进一步采用通用引物27F(5-AGAGTTTGATCCTGGCTCAG-3)和1492R(5-GGTTACCTTGTTACGACCCTT-3)扩增菌株序列,并送至北京擎科新业生物技术有限公司进行测序。将所得基因序列在NBCI数据库进行BLAST同源性比对分析,选取同源性较高的菌株序列,采用MEGA7.0软件的邻接法(Neighbor-Joining method)构建菌株系统发育树。
1.5草铵膦降解菌株的生长因素优化
草铵膦降解菌株生长因子优化采用Liu等方法。

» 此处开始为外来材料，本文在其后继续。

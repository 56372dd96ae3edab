//! EPSG code registry
//!
//! Definitions for the coordinate reference systems this crate knows about
//! are kept in an embedded TOML file and parsed once at startup.

use std::collections::HashMap;
use lazy_static::lazy_static;
use crate::coordinate::errors::{ProjectionError, ProjResult};

// Path to the EPSG definitions file, relative to the crate root
const EPSG_DEFINITIONS_FILE: &str = "epsg_codes.toml";

lazy_static! {
    // Parse the TOML file at startup
    static ref EPSG_DEFINITIONS: EpsgDefinitions = {
        let content = include_str!("../../epsg_codes.toml");
        EpsgDefinitions::from_str(content).unwrap_or_else(|e| {
            eprintln!("Warning: Failed to parse EPSG definitions from {}: {}",
                      EPSG_DEFINITIONS_FILE, e);
            EpsgDefinitions::default()
        })
    };
}

/// Container for EPSG code definitions
#[derive(Debug, Default)]
pub struct EpsgDefinitions {
    // Maps EPSG codes to CRS names
    pub names: HashMap<u32, String>,
    // Maps EPSG codes to "geographic" or "projected"
    pub kinds: HashMap<u32, String>,
    // Maps EPSG codes to unit names
    pub units: HashMap<u32, String>,
    // Maps deprecated codes to their canonical replacement
    pub aliases: HashMap<u32, u32>,
}

impl EpsgDefinitions {
    /// Parse EPSG definitions from a TOML string
    pub fn from_str(content: &str) -> ProjResult<Self> {
        let toml_value: toml::Value = match content.parse() {
            Ok(value) => value,
            Err(e) => return Err(ProjectionError::GenericError(format!("Failed to parse TOML: {}", e))),
        };

        let mut defs = EpsgDefinitions::default();

        Self::parse_string_table(&toml_value, "names", &mut defs.names);
        Self::parse_string_table(&toml_value, "kinds", &mut defs.kinds);
        Self::parse_string_table(&toml_value, "units", &mut defs.units);

        // Aliases map codes to codes rather than to strings
        if let Some(table) = toml_value.get("aliases").and_then(|v| v.as_table()) {
            for (k, v) in table {
                if let (Ok(code), Some(canonical)) = (k.parse::<u32>(), v.as_integer()) {
                    defs.aliases.insert(code, canonical as u32);
                }
            }
        }

        Ok(defs)
    }

    /// Helper to parse code-to-string tables from TOML
    fn parse_string_table(toml_value: &toml::Value, table_name: &str, target: &mut HashMap<u32, String>) {
        if let Some(table) = toml_value.get(table_name).and_then(|v| v.as_table()) {
            for (k, v) in table {
                if let (Ok(code), Some(name)) = (k.parse::<u32>(), v.as_str()) {
                    target.insert(code, name.to_string());
                }
            }
        }
    }

    /// Resolve a possibly-deprecated code to its canonical form
    pub fn canonical_code(&self, epsg: u32) -> u32 {
        self.aliases.get(&epsg).copied().unwrap_or(epsg)
    }

    /// Check whether a code (after alias resolution) is registered
    pub fn is_registered(&self, epsg: u32) -> bool {
        self.names.contains_key(&self.canonical_code(epsg))
    }

    /// Get a CRS name by code
    pub fn get_name(&self, epsg: u32) -> String {
        self.names.get(&self.canonical_code(epsg))
            .cloned()
            .unwrap_or_else(|| format!("EPSG:{}", epsg))
    }

    /// Get the kind ("geographic" or "projected") of a CRS
    pub fn get_kind(&self, epsg: u32) -> Option<String> {
        self.kinds.get(&self.canonical_code(epsg)).cloned()
    }

    /// Get the unit name of a CRS
    pub fn get_unit(&self, epsg: u32) -> Option<String> {
        self.units.get(&self.canonical_code(epsg)).cloned()
    }
}

/// Resolve a possibly-deprecated EPSG code to its canonical form
pub fn canonical_code(epsg: u32) -> u32 {
    EPSG_DEFINITIONS.canonical_code(epsg)
}

/// Check whether an EPSG code is registered
pub fn is_registered(epsg: u32) -> bool {
    EPSG_DEFINITIONS.is_registered(epsg)
}

/// Get the name of a registered CRS, or "EPSG:<code>" if unknown
pub fn get_crs_name(epsg: u32) -> String {
    EPSG_DEFINITIONS.get_name(epsg)
}

/// Get the kind of a registered CRS
pub fn get_crs_kind(epsg: u32) -> Option<String> {
    EPSG_DEFINITIONS.get_kind(epsg)
}

/// Get the unit of a registered CRS
pub fn get_crs_unit(epsg: u32) -> Option<String> {
    EPSG_DEFINITIONS.get_unit(epsg)
}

将降解菌株接种在50 mL的LB液体培养基(pH值7.0)中,在30℃、150 r·min-1的振荡培养箱中振荡培养18~24 h(OD600=0.30),再按5%(V/V)的量接种于基础盐培养基中,初始pH值为7.0,初始草铵膦浓度为50 mg·L-1、温度为30℃、150 r·min-1振荡培养箱恒温培养,分别进行以下几组处理测定生长量的变化,每种因素设3个重复试验,以接种灭活的菌株为对照组,24 h后取样测定菌株生长量变化。
设培養基体积分别为25、50、75、100、150、200 mL;设氮源分别为硝酸铵、氯化铵、硫酸铵、硝酸钠;设草铵膦初始浓度分别为10、50、100、200、300、400、500 mg·L-1;用NaOH或HCl调节初始pH值分别至4.0、5.0、6.0、7.0、7.5、8.0、8.5、9.0、10.0;设培养温度分别为20、25、30、35、40、45℃;设接种量分别为5%、10%、15%、20%、25%;将菌悬液按5%接种量接入含有草铵膦降解培养基的锥形瓶中,调节初始pH值7.0、7.5,在30℃、150 r·min-1条件下分别加入5、10、20、30、50、100 g·L-1氯化钠培养1 d后测定草铵膦降解率,重复3次,确定最适Na+浓度。同样设置Mg2+浓度分别为50、100、200、300、400 mg·L-1。